Auf solche ungenauen unbeschriebenen Kommentare kann ich verzichten.

----------

## cryptosteve

Unbeschrieben? Wie meinen?

Btw, Dir ist schon klar, dass Du mit solchen Kommentaren auch die letzten vergraulst, die hier überhaupt noch mit Dir reden?

----------

## bell

@Beelzebub_, ein bischen solltest Du auch selbst was machen. Ich habe Dir die nötigen Stichwörter geliefert und sogar eine komplette Komandozeile. Aber gut, wenn Du noch mehr Infos brauchst: bitte schön

----------

## Beelzebub_

Ich weis wie man ein initramfs erstellt, und es einbindet. Jedoch ist das noch nicht das Ende der Fahnenstange.
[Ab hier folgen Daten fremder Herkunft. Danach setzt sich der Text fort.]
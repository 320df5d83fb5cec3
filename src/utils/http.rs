//! Shared HTTP plumbing for the ureq clients

use ureq::Agent;
use ureq::http::Response;

use crate::errors::{Result, TrafficError};

/// 构建 HTTP Agent
///
/// Non-2xx statuses come back as ordinary responses so callers decide
/// whether a status is a soft miss or a fatal error. No timeout is set:
/// a hung request is left to the external scheduler.
pub fn build_agent() -> Agent {
    Agent::config_builder()
        .http_status_as_error(false)
        .build()
        .into()
}

/// Reads a non-success body for error messages, truncated to keep logs readable
pub fn error_body(resp: &mut Response<ureq::Body>) -> String {
    const MAX_LEN: usize = 512;
    let body = resp.body_mut().read_to_string().unwrap_or_default();
    if body.len() > MAX_LEN {
        let mut end = MAX_LEN;
        while !body.is_char_boundary(end) {
            end -= 1;
        }
        format!("{}...", &body[..end])
    } else {
        body
    }
}

/// Reads a JSON body into `T`
///
/// Transport failures while reading surface as `Transport`, a body that is
/// not the expected JSON as `Serialization`.
pub fn read_json<T: serde::de::DeserializeOwned>(resp: &mut Response<ureq::Body>) -> Result<T> {
    resp.body_mut().read_json::<T>().map_err(|e| match e {
        ureq::Error::Json(e) => TrafficError::serialization(e.to_string()),
        other => TrafficError::transport(other.to_string()),
    })
}
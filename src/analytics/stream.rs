use std::fmt;

use super::aggregate::AggregateEntry;
use super::layout::{LAST_PATHS_SHEET, LAST_REFERRERS_SHEET, PATHS_SHEET, REFERRERS_SHEET};
use crate::services::traffic::TrafficSnapshot;

/// Keyed traffic stream reconciled against its last snapshot
#[derive(Debug, Clone, Copy, PartialEq, Eq, Hash)]
pub enum Stream {
    Paths,
    Referrers,
}

impl Stream {
    pub const ALL: [Stream; 2] = [Stream::Paths, Stream::Referrers];

    pub fn name(&self) -> &'static str {
        match self {
            Stream::Paths => "paths",
            Stream::Referrers => "referrers",
        }
    }

    /// 累计总表
    pub fn total_sheet(&self) -> &'static str {
        match self {
            Stream::Paths => PATHS_SHEET,
            Stream::Referrers => REFERRERS_SHEET,
        }
    }

    /// 上一次快照表
    pub fn last_sheet(&self) -> &'static str {
        match self {
            Stream::Paths => LAST_PATHS_SHEET,
            Stream::Referrers => LAST_REFERRERS_SHEET,
        }
    }

    /// This stream's entries in `snapshot`, or `None` if it was not fetched
    pub fn entries(&self, snapshot: &TrafficSnapshot) -> Option<Vec<AggregateEntry>> {
        match self {
            Stream::Paths => snapshot.paths.as_ref().map(|paths| {
                paths
                    .iter()
                    .map(|p| AggregateEntry::new(p.path.as_str(), p.count, p.uniques))
                    .collect()
            }),
            Stream::Referrers => snapshot.referrers.as_ref().map(|referrers| {
                referrers
                    .iter()
                    .map(|r| AggregateEntry::new(r.referrer.as_str(), r.count, r.uniques))
                    .collect()
            }),
        }
    }
}

impl fmt::Display for Stream {
    fn fmt(&self, f: &mut fmt::Formatter<'_>) -> fmt::Result {
        f.write_str(self.name())
    }
}
//! System-level modules

pub mod logging;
Z.B muss man noch etwas in die grub2 conf eintragen, wovon du nix erwähnt hast, leider finde ich keine Seiten, welche vernümftig darstellen wie das bei verschlüsselten LVM's funktioniert.

----------

## bell

Genkernel sagt Dir in etwa, was man in die grub-Konfiguration in etwa eintragen muss. An sonsten steht alles im "man genkernel" unter "RAMDISK OPTIONS" was man alles in der grub-Konfiguration eintragen kann.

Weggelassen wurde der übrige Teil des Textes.